Friendfeed - nice service. I pulled this Atom Entry out of my Friendfeed feed:
<entry>
<title type="text">Free as in electricity (via Blog)</title>
<updated>2008-07-12T15:33:12Z</updated>
<published>2008-07-12T15:33:12Z</published>
<id>tag:friendfeed.com,2007:1d0c3524-1c88-d01e-5864-21953bef1ca1</id>
<link href="http://www.dehora.net/journal/2008/07/12/free-as-in-electricity/"
rel="alternate" type="text/html"/>
<content type="xhtml" xml:base="http://friendfeed.com/">
<div xmlns="http://www.w3.org/1999/xhtml"

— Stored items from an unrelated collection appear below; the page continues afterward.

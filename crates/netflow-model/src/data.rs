use std::collections::{BTreeMap, HashSet};

use serde::{Deserialize, Serialize};
use thiserror::Error;

use crate::graph::{Arc, GraphModel, Node, Role, ValidationError};

#[derive(Error, Debug)]
pub enum DataError {
    #[error("Malformed network data: {0}")]
    Json(#[from] serde_json::Error),
    #[error(transparent)]
    Invalid(#[from] ValidationError),
}

/// Network description as stored on disk.
///
/// Nodes are listed once in `nodes` and assigned a role by membership in exactly
/// one of `origins`, `transshipment` or `destinations`.
#[derive(Debug, Clone, Default, Serialize, Deserialize)]
pub struct NetworkData {
    pub nodes: Vec<String>,
    #[serde(default)]
    pub origins: Vec<String>,
    #[serde(default)]
    pub transshipment: Vec<String>,
    #[serde(default)]
    pub destinations: Vec<String>,
    #[serde(default)]
    pub arcs: Vec<ArcData>,
    #[serde(default, skip_serializing_if = "BTreeMap::is_empty")]
    pub supply: BTreeMap<String, f64>,
    #[serde(default, skip_serializing_if = "BTreeMap::is_empty")]
    pub demand: BTreeMap<String, f64>,
}

#[derive(Debug, Clone, PartialEq, Serialize, Deserialize)]
pub struct ArcData {
    pub tail: String,
    pub head: String,
    /// Omitted means uncapacitated
    #[serde(default, alias = "limit", skip_serializing_if = "Option::is_none")]
    pub capacity: Option<f64>,
    #[serde(default)]
    pub cost: f64,
}

impl NetworkData {
    pub fn from_json(source: &str) -> Result<Self, DataError> {
        Ok(serde_json::from_str(source)?)
    }

    /// Parse and validate in one step
    pub fn parse_model(source: &str) -> Result<GraphModel, DataError> {
        Ok(Self::from_json(source)?.into_model()?)
    }

    pub fn into_model(self) -> Result<GraphModel, ValidationError> {
        let roles = self.role_map()?;

        let mut nodes = Vec::with_capacity(self.nodes.len());
        for id in self.nodes {
            let role = roles
                .get(&id)
                .copied()
                .ok_or_else(|| ValidationError::MissingRole(id.clone()))?;
            let mut node = Node::new(id, role);
            node.supply = self.supply.get(&node.id).copied();
            node.demand = self.demand.get(&node.id).copied();
            nodes.push(node);
        }

        // Amounts for undeclared nodes would otherwise be dropped silently
        let amounts = [("supply", &self.supply), ("demand", &self.demand)];
        for (kind, map) in amounts {
            if let Some(id) = map.keys().find(|id| !roles.contains_key(*id)) {
                return Err(ValidationError::UnknownAmountNode { node: id.clone(), kind });
            }
        }

        let arcs = self
            .arcs
            .into_iter()
            .map(|a| Arc::new(a.tail, a.head, a.capacity.unwrap_or(f64::INFINITY)).with_cost(a.cost))
            .collect();

        GraphModel::build(nodes, arcs)
    }

    /// Role of every listed node, checking that the role sets partition `nodes`
    fn role_map(&self) -> Result<BTreeMap<String, Role>, ValidationError> {
        let declared: HashSet<&str> = self.nodes.iter().map(String::as_str).collect();

        let mut roles = BTreeMap::new();
        let sets = [
            (Role::Origin, &self.origins),
            (Role::Transshipment, &self.transshipment),
            (Role::Destination, &self.destinations),
        ];
        for (role, ids) in sets {
            for id in ids {
                if !declared.contains(id.as_str()) {
                    return Err(ValidationError::UnknownRoleNode(id.clone()));
                }
                if roles.insert(id.clone(), role).is_some() {
                    return Err(ValidationError::RoleConflict(id.clone()));
                }
            }
        }

        Ok(roles)
    }
}

impl From<&GraphModel> for NetworkData {
    fn from(model: &GraphModel) -> Self {
        let ids = |role: Role| -> Vec<String> { model.with_role(role).map(|n| n.id.clone()).collect() };
        Self {
            nodes: model.nodes().iter().map(|n| n.id.clone()).collect(),
            origins: ids(Role::Origin),
            transshipment: ids(Role::Transshipment),
            destinations: ids(Role::Destination),
            arcs: model
                .arcs()
                .iter()
                .map(|a| ArcData {
                    tail: a.tail.clone(),
                    head: a.head.clone(),
                    capacity: a.capacity.is_finite().then_some(a.capacity),
                    cost: a.cost,
                })
                .collect(),
            supply: model
                .nodes()
                .iter()
                .filter_map(|n| n.supply.map(|s| (n.id.clone(), s)))
                .collect(),
            demand: model
                .nodes()
                .iter()
                .filter_map(|n| n.demand.map(|d| (n.id.clone(), d)))
                .collect(),
        }
    }
}

#[cfg(test)]
mod tests {
    use super::*;

    const DIAMOND: &str = r#"{
        "nodes": ["A", "B", "C", "D"],
        "origins": ["A"],
        "transshipment": ["B", "C"],
        "destinations": ["D"],
        "arcs": [
            {"tail": "A", "head": "B", "capacity": 10},
            {"tail": "A", "head": "C", "capacity": 5},
            {"tail": "B", "head": "D", "capacity": 7},
            {"tail": "C", "head": "D", "capacity": 8}
        ]
    }"#;

    #[test]
    fn test_load_diamond() {
        let model = NetworkData::parse_model(DIAMOND).unwrap();

        assert_eq!(model.nodes().len(), 4);
        assert_eq!(model.arcs().len(), 4);
        assert_eq!(model.node("C").unwrap().role, Role::Transshipment);
        assert_eq!(model.arcs()[3].capacity, 8.0);
        assert_eq!(model.arcs()[3].cost, 0.0);
    }

    #[test]
    fn test_load_min_cost_with_limit_alias() {
        let source = r#"{
            "nodes": ["S", "T"],
            "origins": ["S"],
            "destinations": ["T"],
            "arcs": [{"tail": "S", "head": "T", "limit": 10, "cost": 3}],
            "supply": {"S": 10},
            "demand": {"T": 10}
        }"#;
        let model = NetworkData::parse_model(source).unwrap();

        assert_eq!(model.arcs()[0], Arc::new("S", "T", 10.0).with_cost(3.0));
        assert_eq!(model.node("S").unwrap().supply, Some(10.0));
        assert_eq!(model.total_demand(), 10.0);
    }

    #[test]
    fn test_missing_capacity_is_unbounded() {
        let source = r#"{
            "nodes": ["A", "D"],
            "origins": ["A"],
            "destinations": ["D"],
            "arcs": [{"tail": "A", "head": "D"}]
        }"#;
        let model = NetworkData::parse_model(source).unwrap();
        assert_eq!(model.arcs()[0].capacity, f64::INFINITY);
    }

    #[test]
    fn test_role_partition_errors() {
        let mut data = NetworkData::from_json(DIAMOND).unwrap();
        data.destinations.push("B".to_string());
        assert_eq!(
            data.into_model().unwrap_err(),
            ValidationError::RoleConflict("B".to_string())
        );

        let mut data = NetworkData::from_json(DIAMOND).unwrap();
        data.transshipment.retain(|id| id != "C");
        assert_eq!(data.into_model().unwrap_err(), ValidationError::MissingRole("C".to_string()));

        let mut data = NetworkData::from_json(DIAMOND).unwrap();
        data.origins.push("Z".to_string());
        assert_eq!(
            data.into_model().unwrap_err(),
            ValidationError::UnknownRoleNode("Z".to_string())
        );
    }

    #[test]
    fn test_amount_for_undeclared_node() {
        let mut data = NetworkData::from_json(DIAMOND).unwrap();
        data.supply.insert("Q".to_string(), 1.0);
        assert_eq!(
            data.into_model().unwrap_err(),
            ValidationError::UnknownAmountNode {
                node: "Q".to_string(),
                kind: "supply",
            }
        );

        let mut data = NetworkData::from_json(DIAMOND).unwrap();
        data.demand.insert("R".to_string(), 2.0);
        let err = data.into_model().unwrap_err();
        assert_eq!(err.to_string(), "demand given for unknown node R");
    }

    #[test]
    fn test_malformed_json() {
        let err = NetworkData::parse_model("{\"nodes\": [").unwrap_err();
        assert!(matches!(err, DataError::Json(_)));

        let err = NetworkData::parse_model(r#"{"nodes": ["A"], "origins": ["A"]}"#).unwrap_err();
        assert!(matches!(err, DataError::Invalid(ValidationError::MissingDestination)));
    }

    #[test]
    fn test_model_to_data_and_back() {
        let model = NetworkData::parse_model(DIAMOND).unwrap();
        let data = NetworkData::from(&model);
        let json = serde_json::to_string(&data).unwrap();
        let reloaded = NetworkData::parse_model(&json).unwrap();

        assert_eq!(reloaded.nodes(), model.nodes());
        assert_eq!(reloaded.arcs(), model.arcs());
    }
}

style="font-size:10pt;font-family:Arial,sans-serif;color:#222222">
...
</div>
</content>
</entry>
Here's the original Entry from my feed:
<entry>
<id>http://id.dehora.net/entry/2008/07/12/ea18ed947f5ba3e06ff02528f7e6b150</id>
<title>Free as in electricity</title>
<updated>2008-07-12T15:59:34Z</updated>
<author>
<name>Bill de hÓra</name>
</author>
<link href="http://www.dehora.net/journal/2008/07/12/free-as-in-electricity/" rel="alternate"></link>
<content type="html"><p> ... </p> </content>
</entry>
Some observations:
- The Friendfeed updated value happened a few minutes before mine did. It doesn't seem to be a multiple of anything, so let's assume it's a clock skew. What's interesting there is that Friendfeed's Entry could show up after mine in an aggregated feed.
- The Friendfeed Entry doesn't have an author element. The enclosing feed did have one, and the author is "Friendfeed", which means the author of that Entry is "Friendfeed", not me. I guess that makes sense. Or maybe it doesn't.
- Friendfeed added their own id. It's a Tag URI that has a uuid embedded. This makes me think their backend is decentralised or at least has the potential to be. The date part of the tag appears to be hardcoded to 2007.
- Friendfeed munged the original title with a suffix. They added a type of text/html as well. I wonder if that was derived or assumed. And I wonder what would happen if the source type was set to say, xhtml. In any case what's nice about my use of Atom here is that Atom Text constructs have well-defined escaping rules - unlike RSS2.0, there's no need to second guess the upstream provider (unless it's borken).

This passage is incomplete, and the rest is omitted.